Last fall, the administration initiated a College-wide strategic planning process consisting of a comprehensive review and a mandate for bold innovation. As ideas evolved into concrete proposals, the College strove to integrate the requisite practical necessities, such as faculty resources and physical space, with philosophical beliefs regarding the College’s educational mission.
Last year’s evaluation of the College’s curriculum by the Committee on Educational Policy (CEP) both started and set the tone for this process. The proposals, on which the faculty voted in May, were created by the CEP through a year of community-wide discussion and deliberation.

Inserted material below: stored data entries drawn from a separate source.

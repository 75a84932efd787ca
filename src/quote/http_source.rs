//! Reqwest-backed quote source.

use std::time::Duration;

use async_trait::async_trait;

use super::{DailyQuote, QuoteSource};
use crate::MoodlogError;

/// Fetches the daily quote from an upstream HTTP API.
///
/// The upstream returns a JSON array of quotes; the first element is the
/// quote of the day. Every request carries a bounded timeout so a stalled
/// upstream cannot pin a handler.
#[derive(Clone)]
pub struct HttpQuoteSource {
    client: reqwest::Client,
    url: String,
}

impl HttpQuoteSource {
    pub fn new(url: &str, timeout: Duration) -> Result<Self, MoodlogError> {
        let client = reqwest::Client::builder()
            .timeout(timeout)
            .build()
            .map_err(|e| MoodlogError::ConfigurationError(e.to_string()))?;

        Ok(Self {
            client,
            url: url.to_owned(),
        })
    }
}

#[async_trait]
impl QuoteSource for HttpQuoteSource {
    async fn fetch_daily(&self) -> Result<DailyQuote, MoodlogError> {
        let response = self.client.get(&self.url).send().await.map_err(|e| {
            log::warn!(target: "moodlog::quote", "msg=\"upstream request failed\", error=\"{e}\"");
            MoodlogError::UpstreamFailure(format!("request failed: {e}"))
        })?;

        let status = response.status();
        if !status.is_success() {
            log::warn!(target: "moodlog::quote", "msg=\"upstream returned non-success\", status=\"{status}\"");
            return Err(MoodlogError::UpstreamFailure(format!(
                "upstream returned status {status}"
            )));
        }

        let quotes: Vec<DailyQuote> = response.json().await.map_err(|e| {
            log::warn!(target: "moodlog::quote", "msg=\"upstream payload unparsable\", error=\"{e}\"");
            MoodlogError::UpstreamFailure(format!("unparsable payload: {e}"))
        })?;

        quotes
            .into_iter()
            .next()
            .ok_or_else(|| MoodlogError::UpstreamFailure("empty payload".to_owned()))
    }
}
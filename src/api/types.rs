//! Request and response DTOs.
//!
//! Wire names are camelCase to match the public API contract
//! (`userId`, `moodEntry`, `startDate`, ...).

use chrono::{DateTime, NaiveDate, Utc};
use serde::{Deserialize, Serialize};

use crate::{MoodEntry, MoodlogError, SecretString, User};

// Request DTOs
//
// Required fields are Options so that an absent field surfaces as a 400
// MissingField with a useful message instead of a body-level decode error.

#[derive(Debug, Deserialize)]
pub struct RegisterRequest {
    pub email: Option<String>,
    pub password: Option<SecretString>,
    pub username: Option<String>,
}

#[derive(Debug, Deserialize)]
pub struct LoginRequest {
    pub email: Option<String>,
    pub password: Option<SecretString>,
}

#[derive(Debug, Deserialize)]
pub struct MoodRequest {
    pub date: Option<String>,
    pub mood: Option<String>,
    pub notes: Option<String>,
}

#[derive(Debug, Deserialize)]
#[serde(rename_all = "camelCase")]
pub struct MoodHistoryQuery {
    pub start_date: Option<String>,
    pub end_date: Option<String>,
}

// Response DTOs

#[derive(Debug, Serialize)]
#[serde(rename_all = "camelCase")]
pub struct UserResponse {
    pub id: i64,
    pub email: String,
    pub username: Option<String>,
    pub created_at: DateTime<Utc>,
}

impl From<User> for UserResponse {
    fn from(user: User) -> Self {
        UserResponse {
            id: user.id,
            email: user.email,
            username: user.username,
            created_at: user.created_at,
        }
    }
}

#[derive(Debug, Serialize)]
pub struct AuthResponse {
    pub message: String,
    pub user: UserResponse,
}

#[derive(Debug, Serialize)]
#[serde(rename_all = "camelCase")]
pub struct MoodEntryResponse {
    pub id: i64,
    pub user_id: i64,
    pub date: DateTime<Utc>,
    pub mood: String,
    pub notes: Option<String>,
}

impl From<MoodEntry> for MoodEntryResponse {
    fn from(entry: MoodEntry) -> Self {
        MoodEntryResponse {
            id: entry.id,
            user_id: entry.user_id,
            date: entry.date,
            mood: entry.mood,
            notes: entry.notes,
        }
    }
}

#[derive(Debug, Serialize)]
#[serde(rename_all = "camelCase")]
pub struct MoodCreatedResponse {
    pub message: String,
    pub mood_entry: MoodEntryResponse,
}

#[derive(Debug, Serialize)]
pub struct MessageResponse {
    pub message: String,
}

#[derive(Debug, Serialize, Deserialize)]
pub struct ErrorResponse {
    pub error: String,
    pub code: String,
}

impl From<MoodlogError> for ErrorResponse {
    fn from(err: MoodlogError) -> Self {
        let code = match &err {
            MoodlogError::MissingField(_) => "MISSING_FIELD",
            MoodlogError::InvalidFormat(_) => "INVALID_FORMAT",
            MoodlogError::Validation(_) => "VALIDATION_ERROR",
            MoodlogError::InvalidUserReference => "INVALID_USER_REFERENCE",
            MoodlogError::UserAlreadyExists => "USER_ALREADY_EXISTS",
            MoodlogError::InvalidCredentials => "INVALID_CREDENTIALS",
            MoodlogError::Unauthenticated => "UNAUTHENTICATED",
            MoodlogError::UpstreamFailure(_) => "UPSTREAM_FAILURE",
            MoodlogError::PasswordHashError => "PASSWORD_HASH_ERROR",
            MoodlogError::ConfigurationError(_) => "CONFIGURATION_ERROR",
            MoodlogError::DatabaseError(_) => "DATABASE_ERROR",
        };

        ErrorResponse {
            error: err.to_string(),
            code: code.to_owned(),
        }
    }
}

/// Parses a request date.
///
/// Accepts RFC 3339 timestamps and plain `YYYY-MM-DD` dates; a date-only
/// value resolves to midnight UTC, matching how the range bounds have always
/// been interpreted.
pub fn parse_date(field: &'static str, raw: &str) -> Result<DateTime<Utc>, MoodlogError> {
    if let Ok(dt) = DateTime::parse_from_rfc3339(raw) {
        return Ok(dt.with_timezone(&Utc));
    }

    NaiveDate::parse_from_str(raw, "%Y-%m-%d")
        .ok()
        .and_then(|d| d.and_hms_opt(0, 0, 0))
        .map(|naive| naive.and_utc())
        .ok_or(MoodlogError::InvalidFormat(field))
}

#[cfg(test)]
mod tests {
    use chrono::TimeZone;

    use super::*;

    #[test]
    fn test_parse_date_plain() {
        let parsed = parse_date("date", "2024-01-01").unwrap();
        assert_eq!(parsed, Utc.with_ymd_and_hms(2024, 1, 1, 0, 0, 0).unwrap());
    }

    #[test]
    fn test_parse_date_rfc3339() {
        let parsed = parse_date("date", "2024-01-01T15:30:00Z").unwrap();
        assert_eq!(parsed, Utc.with_ymd_and_hms(2024, 1, 1, 15, 30, 0).unwrap());
    }

    #[test]
    fn test_parse_date_invalid() {
        assert_eq!(
            parse_date("startDate", "yesterday").unwrap_err(),
            MoodlogError::InvalidFormat("startDate")
        );
        assert_eq!(
            parse_date("date", "2024-13-40").unwrap_err(),
            MoodlogError::InvalidFormat("date")
        );
    }

    #[test]
    fn test_user_response_has_no_password() {
        let response = UserResponse::from(User::mock());
        let json = serde_json::to_value(&response).unwrap();

        assert!(json.get("password").is_none());
        assert!(json.get("hashed_password").is_none());
        assert!(json.get("hashedPassword").is_none());
        assert_eq!(json["email"], "test@example.com");
    }

    #[test]
    fn test_mood_entry_response_wire_names() {
        let entry = MoodEntry {
            id: 7,
            user_id: 1,
            date: Utc.with_ymd_and_hms(2024, 1, 1, 0, 0, 0).unwrap(),
            mood: "happy".to_owned(),
            notes: None,
            created_at: Utc::now(),
        };
        let json = serde_json::to_value(MoodEntryResponse::from(entry)).unwrap();

        assert_eq!(json["userId"], 1);
        assert!(json.get("user_id").is_none());
    }

    #[test]
    fn test_error_response_codes() {
        let response = ErrorResponse::from(MoodlogError::UserAlreadyExists);
        assert_eq!(response.code, "USER_ALREADY_EXISTS");

        let response = ErrorResponse::from(MoodlogError::MissingField("email"));
        assert_eq!(response.code, "MISSING_FIELD");
        assert_eq!(response.error, "email is required");
    }
}
use async_trait::async_trait;
use chrono::{DateTime, Utc};
use serde::{Deserialize, Serialize};

use crate::MoodlogError;

/// A single dated record of a user's self-reported mood.
#[derive(Debug, Clone, PartialEq, Serialize, Deserialize)]
pub struct MoodEntry {
    pub id: i64,
    pub user_id: i64,
    pub date: DateTime<Utc>,
    pub mood: String,
    pub notes: Option<String>,
    pub created_at: DateTime<Utc>,
}

/// Optional inclusive bounds on the entry date.
///
/// Both bounds are independently optional; an unbounded range matches all
/// entries for the user.
#[derive(Debug, Clone, Copy, Default, PartialEq)]
pub struct DateRange {
    pub start: Option<DateTime<Utc>>,
    pub end: Option<DateTime<Utc>>,
}

impl DateRange {
    pub fn contains(&self, date: DateTime<Utc>) -> bool {
        if let Some(start) = self.start {
            if date < start {
                return false;
            }
        }
        if let Some(end) = self.end {
            if date > end {
                return false;
            }
        }
        true
    }
}

#[async_trait]
pub trait MoodEntryRepository: Send + Sync {
    /// Persists a new entry.
    ///
    /// Returns [`MoodlogError::InvalidUserReference`] when the store's
    /// foreign-key constraint reports that `user_id` does not exist.
    async fn create_entry(
        &self,
        user_id: i64,
        date: DateTime<Utc>,
        mood: &str,
        notes: Option<&str>,
    ) -> Result<MoodEntry, MoodlogError>;

    /// Returns the user's entries within `range`, most recent first.
    ///
    /// An empty result is not an error.
    async fn entries_for_user(
        &self,
        user_id: i64,
        range: DateRange,
    ) -> Result<Vec<MoodEntry>, MoodlogError>;
}
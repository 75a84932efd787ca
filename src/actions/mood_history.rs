use crate::repository::DateRange;
use crate::{MoodEntry, MoodEntryRepository, MoodlogError};

pub struct MoodHistoryAction<M> {
    repository: M,
}

impl<M: MoodEntryRepository> MoodHistoryAction<M> {
    pub fn new(repository: M) -> Self {
        MoodHistoryAction { repository }
    }

    /// Returns the user's entries within `range`, most recent first.
    ///
    /// Each call re-queries the store; an empty result is success, not an
    /// error.
    pub async fn execute(
        &self,
        user_id: i64,
        range: DateRange,
    ) -> Result<Vec<MoodEntry>, MoodlogError> {
        self.repository.entries_for_user(user_id, range).await
    }
}

#[cfg(test)]
mod tests {
    use chrono::{DateTime, TimeZone, Utc};

    use super::*;
    use crate::MockMoodEntryRepository;

    fn jan(d: u32) -> DateTime<Utc> {
        Utc.with_ymd_and_hms(2024, 1, d, 0, 0, 0).unwrap()
    }

    async fn seeded_repo() -> MockMoodEntryRepository {
        let repo = MockMoodEntryRepository::new();
        for d in [3, 1, 5] {
            repo.create_entry(1, jan(d), "ok", None).await.unwrap();
        }
        repo.create_entry(2, jan(2), "other", None).await.unwrap();
        repo
    }

    #[tokio::test]
    async fn test_history_all_entries_descending() {
        let action = MoodHistoryAction::new(seeded_repo().await);

        let entries = action.execute(1, DateRange::default()).await.unwrap();

        let dates: Vec<_> = entries.iter().map(|e| e.date).collect();
        assert_eq!(dates, [jan(5), jan(3), jan(1)]);
    }

    #[tokio::test]
    async fn test_history_bounded() {
        let action = MoodHistoryAction::new(seeded_repo().await);

        let entries = action
            .execute(
                1,
                DateRange {
                    start: Some(jan(1)),
                    end: Some(jan(3)),
                },
            )
            .await
            .unwrap();

        assert_eq!(entries.len(), 2);
        assert_eq!(entries[0].date, jan(3));
        assert_eq!(entries[1].date, jan(1));
    }

    #[tokio::test]
    async fn test_history_scoped_to_user() {
        let action = MoodHistoryAction::new(seeded_repo().await);

        let entries = action.execute(2, DateRange::default()).await.unwrap();
        assert_eq!(entries.len(), 1);
        assert_eq!(entries[0].mood, "other");
    }

    #[tokio::test]
    async fn test_history_empty_for_new_user() {
        let action = MoodHistoryAction::new(seeded_repo().await);

        let entries = action.execute(42, DateRange::default()).await.unwrap();
        assert!(entries.is_empty());
    }
}
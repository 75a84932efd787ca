//! HTTP API surface.

pub mod axum;
mod types;

pub use types::*;
//! Session authentication extractor.

use axum::extract::FromRequestParts;
use axum::http::header::COOKIE;
use axum::http::request::Parts;

use super::error::AppError;
use super::routes::AppState;
use crate::quote::QuoteSource;
use crate::session::{cookie_from_header, verify_signed_cookie, Session, SessionRepository};
use crate::{MoodEntryRepository, MoodlogError, UserRepository};

/// Authenticated user, extracted from the signed session cookie.
///
/// Handlers taking this parameter require a valid, unexpired session; the
/// user id comes from the server-side session record, never from the
/// request. Missing, tampered, unknown, and expired cookies all reject with
/// 401.
#[derive(Debug, Clone)]
pub struct SessionUser {
    session: Session,
}

impl SessionUser {
    /// Returns the user ID from the session.
    pub fn user_id(&self) -> i64 {
        self.session.data.user_id
    }

    /// Returns the user's email from the session.
    pub fn email(&self) -> &str {
        &self.session.data.email
    }

    /// Returns a reference to the session.
    pub fn session(&self) -> &Session {
        &self.session
    }
}

impl<U, M, S, Q> FromRequestParts<AppState<U, M, S, Q>> for SessionUser
where
    U: UserRepository + Clone + Send + Sync + 'static,
    M: MoodEntryRepository + Clone + Send + Sync + 'static,
    S: SessionRepository + Clone + Send + Sync + 'static,
    Q: QuoteSource + Clone + Send + Sync + 'static,
{
    type Rejection = AppError;

    async fn from_request_parts(
        parts: &mut Parts,
        state: &AppState<U, M, S, Q>,
    ) -> Result<Self, Self::Rejection> {
        let config = &state.session_config;

        let header = parts
            .headers
            .get(COOKIE)
            .and_then(|value| value.to_str().ok())
            .ok_or(MoodlogError::Unauthenticated)?;

        let cookie_value = cookie_from_header(header, &config.cookie_name)
            .ok_or(MoodlogError::Unauthenticated)?;

        let session_id = verify_signed_cookie(cookie_value, &config.secret_key)
            .ok_or(MoodlogError::Unauthenticated)?;

        let session = state
            .session_repo
            .find(&session_id)
            .await?
            .ok_or(MoodlogError::Unauthenticated)?;

        if session.is_expired() {
            // Stale record; drop it so the store doesn't accumulate them.
            state.session_repo.destroy(&session.id).await?;
            return Err(AppError(MoodlogError::Unauthenticated));
        }

        Ok(SessionUser { session })
    }
}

As strategic planning progresses, new topics, such as residential life, technology in the classroom and the construction of a student center, will replace the curriculum in the College’s collective consciousness. In reviewing the processes exhibited in last year’s decision-making relating to the actualization of the CEP proposals, we would like to offer some suggestions for these new planning efforts.
There were many successes in the CEP’s work, and measures should be taken to ensure that similar processes are used in the coming year. Positive aspects of this method included the attempted inclusion of students, faculty and administrators, which, in turn, generated proposals from a wide range of opinions. In particular, the CEP provided opportunities for discussion at critical intervals by outlining a strategy and performing its work in clearly demarcated periods. The fact that the process proceeded through existing channels, here the CEP, instead of through a newly created ad hoc review committee was commendable as well. This action reaffirmed the College’s commitment to student-faculty committees ? those best suited to grapple with these issues ? in decision-making.
There was also a constant dissemination of information, with frequent updates of a website and all-campus mailings. The CEP prioritized its work, refining and combining ideas into a group of manageable proposals. Finally, the CEP worked to integrate aspects of the proposals to create a cohesive academic program ? for example, recognizing the ability of expanding tutorials to provide more avenues to achieve competencies in writing and speaking.
However, as strong as some aspects of curricular innovation were, we still see room for improvement. Departmental factionalism was often evidenced, with disagreements arising because of proposal’s perceived impact on particular departments rather than the potential effect across the curriculum. While we agree that minority interests should not be overlooked, we urge all parties to work towards compromise, ensuring that their particular interests are cared for while keeping in mind the community as a whole.
Though students undoubtedly contributed to the final outcome, their overall level of involvement was cursory at best. Positive student contributions were at times clouded by what were perceived as uninformed knee-jerk reactions. Lastly, although timing is often difficult to control, the culmination of all of the work in a finals’ week faculty meeting was disappointing. The process’ last few weeks felt rushed, and we fear that momentum may have been lost over the summer hiatus.
As we embark on a new year and become engaged in new projects, we hope that the positive spirit established by the CEP’s work last year will be learned from and built upon. As the CEP works to implement proposals approved last spring, the Committee on Undergraduate Life (CUL) is due to initiate its own work on evaluating possibilities for improving student life and the residential component of the Williams education.
As the CUL sifts through comments and suggestions to create proposals, members of the college community should ask not only whether they as individuals like these changes but also what benefits and drawbacks they hold for the community as a whole. Therefore if the CUL decides that housing groups should be reduced to four people, the appropriate response is not to think locally ? what impact will it have on my housing group ? but more communally ? what impact might this have on the composition of dorms, will it increase diversity as hypothesized and how might it affect campus life next year as well as four years from now?
Likewise as plans get underway to renovate (or reconstruct altogether) Baxter, we hope that the administration will invite ideas from students and, like the CEP, allow the community to respond to plans at regular, planned intervals.
In an all-too-frequent recurrence in student life, alcohol incidents will unfortunately and inevitably occur throughout the year. The administration and students need to work with each other to tackle issues as they arise. The former should not swiftly invoke new policies and the latter should not immediately condemn them. Instead, it would be reasonable for a taskforce of administrators, security, faculty, students and the Williamstown police to examine reality ? students will drink on campus regardless of their age ? and create procedures that will simultaneously discourage more reckless drinking by underage students as well as promote good town-gown relations.
Other areas, such as the role of Spring Street, the state of diversity at Williams, the effectiveness of the Office of Career Counseling and the College’s student activities apparatus, among other issues, must also be included in a wide-ranging evaluation of student life.
As the execution and implementation of last year’s curricular reforms are carried through this year, the community looks to a second ? and equally important ? facet of the strategic plan: a comprehensive review of the life Williams students lead during their time here. As we did last year with our curriculum, hopefully the College will come together to act again in the same spirit, with an eye toward procedural details that ensure appropriate reforms.